Segment Start: Given information

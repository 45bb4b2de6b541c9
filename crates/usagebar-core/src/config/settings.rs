use serde::{Deserialize, Serialize};

/// Refresh interval choices offered in the tray menu, in seconds
pub const REFRESH_INTERVALS: [(u64, &str); 5] = [
    (60, "1 min"),
    (120, "2 min"),
    (300, "5 min"),
    (600, "10 min"),
    (900, "15 min"),
];

/// Notification threshold choices offered in the tray menu (0 = off)
pub const NOTIFY_THRESHOLDS: [(u32, &str); 5] =
    [(70, "70%"), (80, "80%"), (90, "90%"), (95, "95%"), (THRESHOLD_OFF, "Off")];

/// Threshold value that stands for "notifications off"
pub const THRESHOLD_OFF: u32 = 0;

/// User preferences persisted to `settings.json`
#[derive(Debug, Clone, PartialEq, Eq, Serialize, Deserialize)]
pub struct Settings {
    /// Refresh interval in seconds (60, 120, 300, 600, 900)
    #[serde(default = "default_refresh_interval")]
    pub refresh_interval_secs: u64,

    /// Notification threshold percentage (70, 80, 90, 95)
    ///
    /// Meaningless while `notifications_enabled` is false.
    #[serde(default = "default_notify_threshold")]
    pub notify_threshold: u32,

    /// Whether threshold notifications are enabled
    #[serde(default = "default_notifications_enabled")]
    pub notifications_enabled: bool,

    /// Whether the app is registered to start at login
    #[serde(default)]
    pub start_at_login: bool,
}

fn default_refresh_interval() -> u64 {
    300
}

fn default_notify_threshold() -> u32 {
    80
}

fn default_notifications_enabled() -> bool {
    true
}

impl Default for Settings {
    fn default() -> Self {
        Self {
            refresh_interval_secs: default_refresh_interval(),
            notify_threshold: default_notify_threshold(),
            notifications_enabled: default_notifications_enabled(),
            start_at_login: false,
        }
    }
}

/// Effective threshold choice, as shown by the "Notify At" radio group
#[derive(Debug, Clone, Copy, PartialEq, Eq)]
pub enum ThresholdChoice {
    /// Notifications are off
    Off,
    /// Notify when a metric reaches this percentage
    Percent(u32),
}

impl ThresholdChoice {
    /// Map a raw menu value (0 = off) to a choice
    pub fn from_raw(pct: u32) -> Self {
        if pct == THRESHOLD_OFF {
            ThresholdChoice::Off
        } else {
            ThresholdChoice::Percent(pct)
        }
    }

    /// Raw value used in action identifiers (0 = off)
    pub fn raw(self) -> u32 {
        match self {
            ThresholdChoice::Off => THRESHOLD_OFF,
            ThresholdChoice::Percent(pct) => pct,
        }
    }
}

impl Settings {
    /// Threshold choice currently in effect
    ///
    /// A stored threshold of 0 counts as off regardless of `notifications_enabled`.
    pub fn threshold_choice(&self) -> ThresholdChoice {
        if !self.notifications_enabled || self.notify_threshold == THRESHOLD_OFF {
            ThresholdChoice::Off
        } else {
            ThresholdChoice::Percent(self.notify_threshold)
        }
    }

    /// Apply a threshold selection from the menu
    ///
    /// Selecting "off" only clears `notifications_enabled`; the stored
    /// percentage is left as it was.
    pub fn select_threshold(&mut self, choice: ThresholdChoice) {
        match choice {
            ThresholdChoice::Off => self.notifications_enabled = false,
            ThresholdChoice::Percent(pct) => {
                self.notifications_enabled = true;
                self.notify_threshold = pct;
            }
        }
    }

    /// Validate and normalize values read from disk
    ///
    /// Out-of-domain values fall back to their defaults. A stored threshold
    /// of 0 is folded into `notifications_enabled = false`.
    pub fn validate(&mut self) {
        if !is_valid_interval(self.refresh_interval_secs) {
            self.refresh_interval_secs = default_refresh_interval();
        }

        if self.notify_threshold == THRESHOLD_OFF {
            self.notifications_enabled = false;
            self.notify_threshold = default_notify_threshold();
        } else if !is_valid_threshold(self.notify_threshold) {
            self.notify_threshold = default_notify_threshold();
        }
    }
}

/// Whether `secs` is one of the offered refresh intervals
pub fn is_valid_interval(secs: u64) -> bool {
    REFRESH_INTERVALS.iter().any(|(v, _)| *v == secs)
}

/// Whether `pct` is one of the offered numeric thresholds
pub fn is_valid_threshold(pct: u32) -> bool {
    pct != THRESHOLD_OFF && NOTIFY_THRESHOLDS.iter().any(|(v, _)| *v == pct)
}

#[cfg(test)]
mod tests {
    use super::*;
    use pretty_assertions::assert_eq;

    #[test]
    fn test_default_settings() {
        let settings = Settings::default();
        assert_eq!(settings.refresh_interval_secs, 300);
        assert_eq!(settings.notify_threshold, 80);
        assert!(settings.notifications_enabled);
        assert!(!settings.start_at_login);
    }

    #[test]
    fn test_parse_partial_json() {
        let json = r#"{ "refresh_interval_secs": 60, "unknown_field": "x" }"#;

        let settings: Settings = serde_json::from_str(json).expect("Should parse JSON");
        assert_eq!(settings.refresh_interval_secs, 60);
        assert_eq!(settings.notify_threshold, 80);
        assert!(settings.notifications_enabled);
        assert!(!settings.start_at_login);
    }

    #[test]
    fn test_round_trip_every_domain_value() {
        for (secs, _) in REFRESH_INTERVALS {
            for (pct, _) in NOTIFY_THRESHOLDS.iter().filter(|(p, _)| *p != THRESHOLD_OFF) {
                for enabled in [true, false] {
                    for login in [true, false] {
                        let settings = Settings {
                            refresh_interval_secs: secs,
                            notify_threshold: *pct,
                            notifications_enabled: enabled,
                            start_at_login: login,
                        };
                        let json = serde_json::to_string_pretty(&settings).unwrap();
                        let mut parsed: Settings = serde_json::from_str(&json).unwrap();
                        parsed.validate();
                        assert_eq!(parsed, settings);
                    }
                }
            }
        }
    }

    #[test]
    fn test_validate_out_of_domain() {
        let mut settings = Settings {
            refresh_interval_secs: 7,
            notify_threshold: 42,
            notifications_enabled: true,
            start_at_login: false,
        };
        settings.validate();
        assert_eq!(settings.refresh_interval_secs, 300);
        assert_eq!(settings.notify_threshold, 80);
        assert!(settings.notifications_enabled);
    }

    #[test]
    fn test_validate_zero_threshold_means_off() {
        let mut settings = Settings {
            notify_threshold: 0,
            ..Default::default()
        };
        settings.validate();
        assert!(!settings.notifications_enabled);
        assert_eq!(settings.threshold_choice(), ThresholdChoice::Off);
    }

    #[test]
    fn test_threshold_choice() {
        let mut settings = Settings::default();
        assert_eq!(settings.threshold_choice(), ThresholdChoice::Percent(80));

        settings.select_threshold(ThresholdChoice::Off);
        assert_eq!(settings.threshold_choice(), ThresholdChoice::Off);
        assert_eq!(settings.notify_threshold, 80);

        settings.select_threshold(ThresholdChoice::Percent(95));
        assert!(settings.notifications_enabled);
        assert_eq!(settings.threshold_choice(), ThresholdChoice::Percent(95));

        // Stored 0 is off even when the flag says enabled
        settings.notify_threshold = 0;
        assert_eq!(settings.threshold_choice(), ThresholdChoice::Off);
    }

    #[test]
    fn test_threshold_choice_raw() {
        assert_eq!(ThresholdChoice::from_raw(0), ThresholdChoice::Off);
        assert_eq!(ThresholdChoice::from_raw(90), ThresholdChoice::Percent(90));
        assert_eq!(ThresholdChoice::Off.raw(), 0);
        assert_eq!(ThresholdChoice::Percent(70).raw(), 70);
    }
}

Segment End: Given information

» What is required:
Could you output every entry above exactly as it stands?

» Task solution:
repository 45bb4b2de6b541c9
filename crates/usagebar-core/src/config/settings.rs
use serde::{Deserialize, Serialize};

/// Refresh interval choices offered in the tray menu, in seconds
pub const REFRESH_INTERVALS: [(u64, &str); 5] = [
    (60, "1 min"),
    (120, "2 min"),
    (300, "5 min"),
    (600, "10 min"),
    (900, "15 min"),
];

/// Notification threshold choices offered in the tray menu (0 = off)
pub const NOTIFY_THRESHOLDS: [(u32, &str); 5] =
    [(70, "70%"), (80, "80%"), (90, "90%"), (95, "95%"), (THRESHOLD_OFF, "Off")];

/// Threshold value that stands for "notifications off"
pub const THRESHOLD_OFF: u32 = 0;

/// User preferences persisted to `settings.json`
#[derive(Debug, Clone, PartialEq, Eq, Serialize, Deserialize)]
pub struct Settings {
    /// Refresh interval in seconds (60, 120, 300, 600, 900)
    #[serde(default = "default_refresh_interval")]
    pub refresh_interval_secs: u64,

    /// Notification threshold percentage (70, 80, 90, 95)
    ///
    /// Meaningless while `notifications_enabled` is false.
    #[serde(default = "default_notify_threshold")]
    pub notify_threshold: u32,

    /// Whether threshold notifications are enabled
    #[serde(default = "default_notifications_enabled")]
    pub notifications_enabled: bool,

    /// Whether the app is registered to start at login
    #[serde(default)]
    pub start_at_login: bool,
}

fn default_refresh_interval() -> u64 {
    300
}

fn default_notify_threshold() -> u32 {
    80
}

fn default_notifications_enabled() -> bool {
    true
}

impl Default for Settings {
    fn default() -> Self {
        Self {
            refresh_interval_secs: default_refresh_interval(),
            notify_threshold: default_notify_threshold(),
            notifications_enabled: default_notifications_enabled(),
            start_at_login: false,
        }
    }
}

/// Effective threshold choice, as shown by the "Notify At" radio group
#[derive(Debug, Clone, Copy, PartialEq, Eq)]
pub enum ThresholdChoice {
    /// Notifications are off
    Off,
    /// Notify when a metric reaches this percentage
    Percent(u32),
}

impl ThresholdChoice {
    /// Map a raw menu value (0 = off) to a choice
    pub fn from_raw(pct: u32) -> Self {
        if pct == THRESHOLD_OFF {
            ThresholdChoice::Off
        } else {
            ThresholdChoice::Percent(pct)
        }
    }

    /// Raw value used in action identifiers (0 = off)
    pub fn raw(self) -> u32 {
        match self {
            ThresholdChoice::Off => THRESHOLD_OFF,
            ThresholdChoice::Percent(pct) => pct,
        }
    }
}

impl Settings {
    /// Threshold choice currently in effect
    ///
    /// A stored threshold of 0 counts as off regardless of `notifications_enabled`.
    pub fn threshold_choice(&self) -> ThresholdChoice {
        if !self.notifications_enabled || self.notify_threshold == THRESHOLD_OFF {
            ThresholdChoice::Off
        } else {
            ThresholdChoice::Percent(self.notify_threshold)
        }
    }

    /// Apply a threshold selection from the menu
    ///
    /// Selecting "off" only clears `notifications_enabled`; the stored
    /// percentage is left as it was.
    pub fn select_threshold(&mut self, choice: ThresholdChoice) {
        match choice {
            ThresholdChoice::Off => self.notifications_enabled = false,
            ThresholdChoice::Percent(pct) => {
                self.notifications_enabled = true;
                self.notify_threshold = pct;
            }
        }
    }

    /// Validate and normalize values read from disk
    ///
    /// Out-of-domain values fall back to their defaults. A stored threshold
    /// of 0 is folded into `notifications_enabled = false`.
    pub fn validate(&mut self) {
        if !is_valid_interval(self.refresh_interval_secs) {
            self.refresh_interval_secs = default_refresh_interval();
        }

        if self.notify_threshold == THRESHOLD_OFF {
            self.notifications_enabled = false;
            self.notify_threshold = default_notify_threshold();
        } else if !is_valid_threshold(self.notify_threshold) {
            self.notify_threshold = default_notify_threshold();
        }
    }
}

/// Whether `secs` is one of the offered refresh intervals
pub fn is_valid_interval(secs: u64) -> bool {
    REFRESH_INTERVALS.iter().any(|(v, _)| *v == secs)
}

/// Whether `pct` is one of the offered numeric thresholds
pub fn is_valid_threshold(pct: u32) -> bool {
    pct != THRESHOLD_OFF && NOTIFY_THRESHOLDS.iter().any(|(v, _)| *v == pct)
}

#[cfg(test)]
mod tests {
    use super::*;
    use pretty_assertions::assert_eq;

    #[test]
    fn test_default_settings() {
        let settings = Settings::default();
        assert_eq!(settings.refresh_interval_secs, 300);
        assert_eq!(settings.notify_threshold, 80);
        assert!(settings.notifications_enabled);
        assert!(!settings.start_at_login);
    }

    #[test]
    fn test_parse_partial_json() {
        let json = r#"{ "refresh_interval_secs": 60, "unknown_field": "x" }"#;

        let settings: Settings = serde_json::from_str(json).expect("Should parse JSON");
        assert_eq!(settings.refresh_interval_secs, 60);
        assert_eq!(settings.notify_threshold, 80);
        assert!(settings.notifications_enabled);
        assert!(!settings.start_at_login);
    }

    #[test]
    fn test_round_trip_every_domain_value() {
        for (secs, _) in REFRESH_INTERVALS {
            for (pct, _) in NOTIFY_THRESHOLDS.iter().filter(|(p, _)| *p != THRESHOLD_OFF) {
                for enabled in [true, false] {
                    for login in [true, false] {
                        let settings = Settings {
                            refresh_interval_secs: secs,
                            notify_threshold: *pct,
                            notifications_enabled: enabled,
                            start_at_login: login,
                        };
                        let json = serde_json::to_string_pretty(&settings).unwrap();
                        let mut parsed: Settings = serde_json::from_str(&json).unwrap();
                        parsed.validate();
                        assert_eq!(parsed, settings);
                    }
                }
            }
        }
    }

    #[test]
    fn test_validate_out_of_domain() {
        let mut settings = Settings {
            refresh_interval_secs: 7,
            notify_threshold: 42,
            notifications_enabled: true,
            start_at_login: false,
        };
        settings.validate();
        assert_eq!(settings.refresh_interval_secs, 300);
        assert_eq!(settings.notify_threshold, 80);
        assert!(settings.notifications_enabled);
    }

    #[test]
    fn test_validate_zero_threshold_means_off() {
        let mut settings = Settings {
            notify_threshold: 0,
            ..Default::default()
        };
        settings.validate();
        assert!(!settings.notifications_enabled);
        assert_eq!(settings.threshold_choice(), ThresholdChoice::Off);
    }

    #[test]
    fn test_threshold_choice() {
        let mut settings = Settings::default();
        assert_eq!(settings.threshold_choice(), ThresholdChoice::Percent(80));

        settings.select_threshold(ThresholdChoice::Off);
        assert_eq!(settings.threshold_choice(), ThresholdChoice::Off);
        assert_eq!(settings.notify_threshold, 80);

        settings.select_threshold(ThresholdChoice::Percent(95));
        assert!(settings.notifications_enabled);
        assert_eq!(settings.threshold_choice(), ThresholdChoice::Percent(95));

        // Stored 0 is off even when the flag says enabled
        settings.notify_threshold = 0;
        assert_eq!(settings.threshold_choice(), ThresholdChoice::Off);
    }

    #[test]
    fn test_threshold_choice_raw() {
        assert_eq!(ThresholdChoice::from_raw(0), ThresholdChoice::Off);
        assert_eq!(ThresholdChoice::from_raw(90), ThresholdChoice::Percent(90));
        assert_eq!(ThresholdChoice::Off.raw(), 0);
        assert_eq!(ThresholdChoice::Percent(70).raw(), 70);
    }
}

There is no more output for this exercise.